§ **Problem requirements**
Wherever the word "Data" turns up in a line of the entries, copy that line.
*** Opening Records shown ***
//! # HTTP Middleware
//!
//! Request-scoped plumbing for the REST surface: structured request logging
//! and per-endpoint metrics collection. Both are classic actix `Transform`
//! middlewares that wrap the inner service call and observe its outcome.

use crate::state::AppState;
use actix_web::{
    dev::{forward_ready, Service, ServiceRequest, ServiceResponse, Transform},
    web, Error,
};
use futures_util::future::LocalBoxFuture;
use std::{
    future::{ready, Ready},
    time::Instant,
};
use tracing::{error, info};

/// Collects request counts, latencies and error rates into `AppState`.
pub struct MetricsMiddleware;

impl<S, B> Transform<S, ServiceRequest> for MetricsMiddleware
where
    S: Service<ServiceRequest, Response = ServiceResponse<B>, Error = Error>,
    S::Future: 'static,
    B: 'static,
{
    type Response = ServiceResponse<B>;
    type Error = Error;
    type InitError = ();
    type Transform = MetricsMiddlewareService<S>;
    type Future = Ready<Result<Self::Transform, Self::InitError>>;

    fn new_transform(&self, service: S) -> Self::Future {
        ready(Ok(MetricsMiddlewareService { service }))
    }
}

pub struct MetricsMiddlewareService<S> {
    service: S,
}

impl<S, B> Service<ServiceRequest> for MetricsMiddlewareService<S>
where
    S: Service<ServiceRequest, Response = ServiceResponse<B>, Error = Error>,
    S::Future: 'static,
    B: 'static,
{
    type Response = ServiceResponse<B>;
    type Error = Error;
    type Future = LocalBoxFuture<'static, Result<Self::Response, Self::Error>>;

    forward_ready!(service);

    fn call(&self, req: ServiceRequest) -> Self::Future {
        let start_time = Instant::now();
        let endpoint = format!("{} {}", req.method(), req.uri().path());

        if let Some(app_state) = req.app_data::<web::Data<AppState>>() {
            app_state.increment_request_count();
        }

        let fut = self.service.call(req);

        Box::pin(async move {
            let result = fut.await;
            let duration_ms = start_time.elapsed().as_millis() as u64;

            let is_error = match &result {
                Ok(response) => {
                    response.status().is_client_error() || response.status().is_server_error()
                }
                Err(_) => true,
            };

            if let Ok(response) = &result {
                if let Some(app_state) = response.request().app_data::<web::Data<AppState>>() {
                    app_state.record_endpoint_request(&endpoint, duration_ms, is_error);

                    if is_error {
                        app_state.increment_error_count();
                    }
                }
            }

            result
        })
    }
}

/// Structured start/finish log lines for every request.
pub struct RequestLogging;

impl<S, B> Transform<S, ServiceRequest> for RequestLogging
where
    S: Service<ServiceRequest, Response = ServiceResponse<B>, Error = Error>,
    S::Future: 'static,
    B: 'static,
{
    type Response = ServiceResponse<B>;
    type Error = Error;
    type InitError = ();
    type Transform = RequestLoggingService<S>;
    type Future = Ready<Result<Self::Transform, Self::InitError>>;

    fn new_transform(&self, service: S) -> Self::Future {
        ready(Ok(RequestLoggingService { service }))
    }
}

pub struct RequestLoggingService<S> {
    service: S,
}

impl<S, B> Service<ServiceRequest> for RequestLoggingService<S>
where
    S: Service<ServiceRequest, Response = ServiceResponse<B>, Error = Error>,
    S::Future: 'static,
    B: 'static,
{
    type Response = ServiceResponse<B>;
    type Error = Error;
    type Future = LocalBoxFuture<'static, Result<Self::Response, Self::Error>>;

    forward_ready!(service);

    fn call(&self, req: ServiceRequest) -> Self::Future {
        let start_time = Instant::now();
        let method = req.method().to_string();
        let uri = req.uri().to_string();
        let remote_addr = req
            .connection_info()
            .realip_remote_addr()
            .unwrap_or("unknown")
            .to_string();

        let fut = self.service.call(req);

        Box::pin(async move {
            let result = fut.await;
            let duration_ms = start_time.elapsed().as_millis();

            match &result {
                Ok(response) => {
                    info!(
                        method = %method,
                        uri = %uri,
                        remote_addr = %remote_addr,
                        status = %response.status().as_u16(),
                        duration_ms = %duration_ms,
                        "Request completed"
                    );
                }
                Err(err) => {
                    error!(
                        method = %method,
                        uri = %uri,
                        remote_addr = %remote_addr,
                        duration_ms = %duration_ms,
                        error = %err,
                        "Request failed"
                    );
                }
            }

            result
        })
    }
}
*** Closing Records shown ***
§ **Written solution**
        if let Some(app_state) = req.app_data::<web::Data<AppState>>() {
                if let Some(app_state) = response.request().app_data::<web::Data<AppState>>() {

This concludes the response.